Democracies Do Not Go to War with One Another. Discuss

Democracies Do Not Go to War with One Another. 

For many years, the pragmatic observation that democracies, even though no less aggressive than non-democracies, do not fight one another, has been a key debated when studying about conflicts and peace. Democracies are forms of government in which people choose leaders by voting. For better understanding of why democracies do not go to fight with one another, it becomes necessary to define the term of war.  War can be described as deliberate armed conflict between communities with the aim of achieving politically. Another definition of war made by a Prussian military strategist known as Carl von Clausewitz described war as an act of savagery to force an opponent to fulfill the will of the aggressor. According to Rummel, even though there are numerous arguments supporting various nations’ warmongering policies in the past few decades, still there are numerous debates as to how such policies might be essential as is in the case that democracies do not fight with other democracies (Ray 2008, p.125).

This paper will scrutinize the existing arguments relating to the Democratic Peace Theory as to why democracies do not fight each other. Further, it aims at summarizing the key characteristics of the theory. First, the paper will give an explanation relating to the broad inferences of the theory that includes its origins, as well as descriptions. Secondly, the paper will identify the practical application of the theory and will finally give conclusions on the effectiveness of the theory in today’s world.
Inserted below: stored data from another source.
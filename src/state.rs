//! Run status tracking
//!
//! A small JSON record under the guest home directory tells whether the
//! last provision or refresh finished. A record still marked `running` at
//! start-up means the previous run was interrupted; the new run logs that
//! and simply re-executes every step, since each one converges.

use crate::ProvisionError;
use crate::provision::files;
use serde::{Deserialize, Serialize};
use std::path::{Path, PathBuf};
use tokio::fs;
use tracing::{debug, warn};

/// Lifecycle of a run
#[derive(Debug, Clone, Copy, PartialEq, Eq, Serialize, Deserialize)]
#[serde(rename_all = "kebab-case")]
pub enum RunState {
    NotStarted,
    Running,
    Done,
    Failed,
}

impl std::fmt::Display for RunState {
    fn fmt(&self, f: &mut std::fmt::Formatter<'_>) -> std::fmt::Result {
        match self {
            Self::NotStarted => write!(f, "not-started"),
            Self::Running => write!(f, "running"),
            Self::Done => write!(f, "done"),
            Self::Failed => write!(f, "failed"),
        }
    }
}

/// Status of the last run
#[derive(Debug, Clone, PartialEq, Eq, Serialize, Deserialize)]
pub struct RunStatus {
    pub status: RunState,
    /// Subcommand that produced this record (provision, refresh)
    pub command: Option<String>,
    /// Seconds since the epoch
    pub started_at: Option<u64>,
    pub finished_at: Option<u64>,
    #[serde(default)]
    pub completed_steps: Vec<String>,
    pub error: Option<String>,
}

impl Default for RunStatus {
    fn default() -> Self {
        Self {
            status: RunState::NotStarted,
            command: None,
            started_at: None,
            finished_at: None,
            completed_steps: Vec::new(),
            error: None,
        }
    }
}

/// Reads and writes the status record
#[derive(Debug, Clone)]
pub struct StatusFile {
    path: PathBuf,
}

impl StatusFile {
    pub fn new(path: impl AsRef<Path>) -> Self {
        Self {
            path: path.as_ref().to_path_buf(),
        }
    }

    pub fn path(&self) -> &Path {
        &self.path
    }

    /// Read the current status (default when no record exists)
    pub async fn read(&self) -> Result<RunStatus, ProvisionError> {
        if !fs::try_exists(&self.path).await? {
            return Ok(RunStatus::default());
        }
        let content = fs::read_to_string(&self.path).await?;
        Ok(serde_json::from_str(&content)?)
    }

    /// Write a status record through a temp file so a crash never truncates it
    pub async fn write(&self, status: &RunStatus) -> Result<(), ProvisionError> {
        let json = serde_json::to_string_pretty(status)?;
        files::write_atomic(&self.path, &json).await?;
        debug!("Updated status: {}", status.status);
        Ok(())
    }

    /// Start a run, reporting whether the previous one was interrupted
    pub async fn begin(&self, command: &str) -> Result<bool, ProvisionError> {
        let previous = match self.read().await {
            Ok(previous) => previous,
            Err(e) => {
                // an unreadable record can only come from a run that died mid-write
                warn!(
                    "Status record {} is unreadable ({}); treating the previous run as interrupted",
                    self.path.display(),
                    e
                );
                RunStatus {
                    status: RunState::Running,
                    ..Default::default()
                }
            }
        };
        let interrupted = previous.status == RunState::Running;
        if interrupted {
            warn!(
                "Previous {} run did not finish (last completed step: {}); re-running all steps",
                previous.command.as_deref().unwrap_or("unknown"),
                previous
                    .completed_steps
                    .last()
                    .map(String::as_str)
                    .unwrap_or("none")
            );
        }

        self.write(&RunStatus {
            status: RunState::Running,
            command: Some(command.to_string()),
            started_at: Some(timestamp()),
            ..Default::default()
        })
        .await?;
        Ok(interrupted)
    }

    /// Record a completed step
    pub async fn step_done(&self, step: &str) -> Result<(), ProvisionError> {
        let mut status = self.read().await?;
        status.completed_steps.push(step.to_string());
        self.write(&status).await
    }

    /// Finish the run with its outcome
    pub async fn finish(&self, error: Option<&ProvisionError>) -> Result<(), ProvisionError> {
        let mut status = self.read().await?;
        status.finished_at = Some(timestamp());
        match error {
            Some(e) => {
                status.status = RunState::Failed;
                status.error = Some(e.to_string());
            }
            None => status.status = RunState::Done,
        }
        self.write(&status).await
    }
}

fn timestamp() -> u64 {
    use std::time::{SystemTime, UNIX_EPOCH};

    SystemTime::now()
        .duration_since(UNIX_EPOCH)
        .unwrap_or_default()
        .as_secs()
}
//! Template rendering
//!
//! Produces the artifacts that leave the process: the Ruby option file for
//! the VM orchestrator, the equivalent shell provisioner, and the refresh
//! launcher installed in the guest.

pub mod context;
pub mod templates;

pub use context::build_context;

use crate::ProvisionError;
use crate::config::BootstrapConfig;
use minijinja::{Environment, Value};
use std::collections::HashMap;
use std::path::Path;
use tracing::debug;

/// Quote a string for POSIX shells
pub fn shell_quote(value: &str) -> String {
    if !value.is_empty()
        && value
            .chars()
            .all(|c| c.is_ascii_alphanumeric() || "/._-+:=@,".contains(c))
    {
        return value.to_string();
    }
    format!("'{}'", value.replace('\'', r"'\''"))
}

/// Quote a string as a Ruby double-quoted literal
pub fn ruby_quote(value: &str) -> String {
    let escaped = value
        .replace('\\', r"\\")
        .replace('"', "\\\"")
        .replace("#{", "\\#{");
    format!("\"{}\"", escaped)
}

/// Template renderer with the built-in filters registered
pub struct TemplateRenderer {
    env: Environment<'static>,
    context: HashMap<String, Value>,
}

impl TemplateRenderer {
    /// Create a renderer with an empty context
    pub fn new() -> Self {
        let mut env = Environment::new();
        env.set_trim_blocks(true);
        env.set_lstrip_blocks(true);
        env.add_filter("shquote", |value: String| shell_quote(&value));
        env.add_filter("rbquote", |value: String| ruby_quote(&value));

        Self {
            env,
            context: HashMap::new(),
        }
    }

    /// Create with the context of a configuration
    pub fn with_config(config: &BootstrapConfig) -> Self {
        let mut renderer = Self::new();
        renderer.context = build_context(config);
        renderer
    }

    /// Add a variable to the context
    pub fn add_var(&mut self, name: impl Into<String>, value: impl Into<Value>) {
        self.context.insert(name.into(), value.into());
    }

    /// Render a template string
    pub fn render(&self, template: &str) -> Result<String, ProvisionError> {
        debug!("Rendering template");
        Ok(self.env.render_str(template, &self.context)?)
    }
}

impl Default for TemplateRenderer {
    fn default() -> Self {
        Self::new()
    }
}

/// Render the Vagrant option file
pub fn render_vagrant_config(config: &BootstrapConfig) -> Result<String, ProvisionError> {
    TemplateRenderer::with_config(config).render(templates::VAGRANT_CONFIG)
}

/// Render the shell provisioner
pub fn render_shell_provisioner(config: &BootstrapConfig) -> Result<String, ProvisionError> {
    TemplateRenderer::with_config(config).render(templates::SHELL_PROVISIONER)
}

/// Render the refresh launcher that re-invokes `binary`
pub fn render_launcher(binary: &Path, config_dir: &Path) -> Result<String, ProvisionError> {
    let mut renderer = TemplateRenderer::new();
    renderer.add_var("binary", binary.to_string_lossy().into_owned());
    renderer.add_var("config_dir", config_dir.to_string_lossy().into_owned());
    renderer.render(templates::REFRESH_LAUNCHER)
}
According to Clinton, in the very end, the best policy of ensuring security and build durable peace is by holding up the advancement of democracy elsewhere (Foreignaffairs.com, 2015). Moreover, democracies do not attack each other. Instead, they make superior trading partners and partners in diplomacy. The general implications of the Democratic Peace Theory additionally referred to as Mutual Democratic Pacifism grants probable explanation as to why democracies do not attack each other. The origin of the theory can be hunted back to Immanuel Kant, who was the first to delineate the initial applicable proposal in his article entitled “Perpetual Peace.”Kant, Perpetual Peace theory is founded on a hypothetical world in which countries have a common constitutional republic as their political regime (Ellis 2007, p.766). Additionally, people in this abstract world petition for uninterrupted peace as the ideal way of life. The idea behind Kant’s suggestion is that citizens will not choose to go to war except in circumstances where there it is necessary to protect themselves. Moreover, Kant is of the idea that if all nations practiced democracy, then there would be no antagonist nations, and, therefore, the need for war could not be present.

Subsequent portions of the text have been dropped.